The company wants to move forward with human trials because it has generated neutralizing antibodies in animals, with the same technology that BioNTech and Moderna have used, said Sorenson.
“We had identified space to do a manufacturing run for our vaccine in September. We’ve lost that space now because we didn’t get any support, and we couldn’t hold it indefinitely.
“The next opportunity for us to manufacture would be late October, early November. So literally, we’re ready to do it. We just need the co-operation.”
Health Minister Patty Hajdu said vaccine applications are not “sitting around, gathering dust” and the government’s vaccine task force of experts was carefully reviewing them.

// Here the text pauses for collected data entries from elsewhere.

//! Token and signing-key records

use chrono::{DateTime, Utc};
use serde::{Deserialize, Serialize};
use std::fmt;
use uuid::Uuid;

/// Token type
#[derive(Debug, Clone, Copy, PartialEq, Eq, Hash, Serialize, Deserialize)]
#[serde(rename_all = "lowercase")]
pub enum TokenType {
    Access,
    Refresh,
}

impl TokenType {
    pub fn as_str(&self) -> &'static str {
        match self {
            TokenType::Access => "access",
            TokenType::Refresh => "refresh",
        }
    }
}

impl fmt::Display for TokenType {
    fn fmt(&self, f: &mut fmt::Formatter<'_>) -> fmt::Result {
        f.write_str(self.as_str())
    }
}

/// Issued token record, kept only for revocation lookups
#[derive(Debug, Clone, Serialize, Deserialize)]
pub struct IssuedToken {
    pub jti: Uuid,
    pub token_type: TokenType,
    pub user_id: Uuid,
    pub kid: String,
    pub issued_at: DateTime<Utc>,
    pub expires_at: DateTime<Utc>,
    pub revoked: bool,
    pub revoked_at: Option<DateTime<Utc>>,
    pub revocation_reason: Option<String>,
}

/// Signing key as handed to the store.
///
/// Protection of the private material at rest belongs to the host's secret
/// storage; in memory it is held behind `secrecy::Secret`.
#[derive(Debug, Clone, Serialize, Deserialize)]
pub struct StoredSigningKey {
    pub kid: String,
    pub algorithm: String,
    pub private_key_pem: String,
    pub modulus: String,
    pub exponent: String,
    pub created_at: DateTime<Utc>,
    /// Set when the key is demoted to verify-only
    pub expires_at: Option<DateTime<Utc>>,
    pub active: bool,
}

Bains spokesman John Power said he couldn’t comment on specific proposals, but said the evaluation process is ongoing.
Brad Wouters, executive vice-president of science and research at Toronto’s University Health Network, said the time has come for Canada to “hedge” its bets and support Providence, given the hold-up of the Chinese shipment.
“This, to me, is sort of a no-brainer to give these guys a shot, especially with the promising data coming out of the U.S. and other places,” said Wouters, who also wrote to Bains to support Providence.
The new mRNA technology is a departure from how vaccines have traditionally been made to counter the flu or polio, for example. The traditional approach involves taking some of the actual virus, rendering it safe or inactive and then injecting it into the human body to create an immune response.
Instead, the mRNA approach involves injecting a key fragment of genetic material from the virus so the human body can produce the viral proteins needed to mount an immune response, said Wouters.
One advantage of mRNA vaccines is they’re relatively inexpensive to produce, said Tania Watts, a professor of immunology at the University of Toronto, who is conducting a study on how long immunity to COVID-19 lasts in people who have recovered from infections.
“They’re chemically made so you don’t need to have live virus and you don’t have to grow cells. The first trials from Moderna look like two doses gave really great antibody responses,” she said.
But Watts said more research is needed to establish how effective the new vaccines are.
Watts she said she doesn’t necessarily favour Providence or any other project that has succeeded in getting federal funding, but said it has one among many “promising platforms” for a vaccine.
Watts said the government should back a made-in-Canada vaccine because China, and even the U.S., can’t be relied upon to share one. She also said that multiple vaccines in multiple doses is the likely end-game scenario for the pandemic.
“We don’t know if vaccines made outside Canada are going to be available to us,” said Watts. “If you were the U.S., you’d probably want to make sure that your own supply was secured first.”
Radvanyi said the COVID-19 vaccine race has exposed the government’s flawed approach in collaborating with a private sector driven by profit motives.
“There has to be a motive to make money to sustain operations, but through a public-private partnership the government can help drive a new paradigm in terms of drug development and manufacturing.”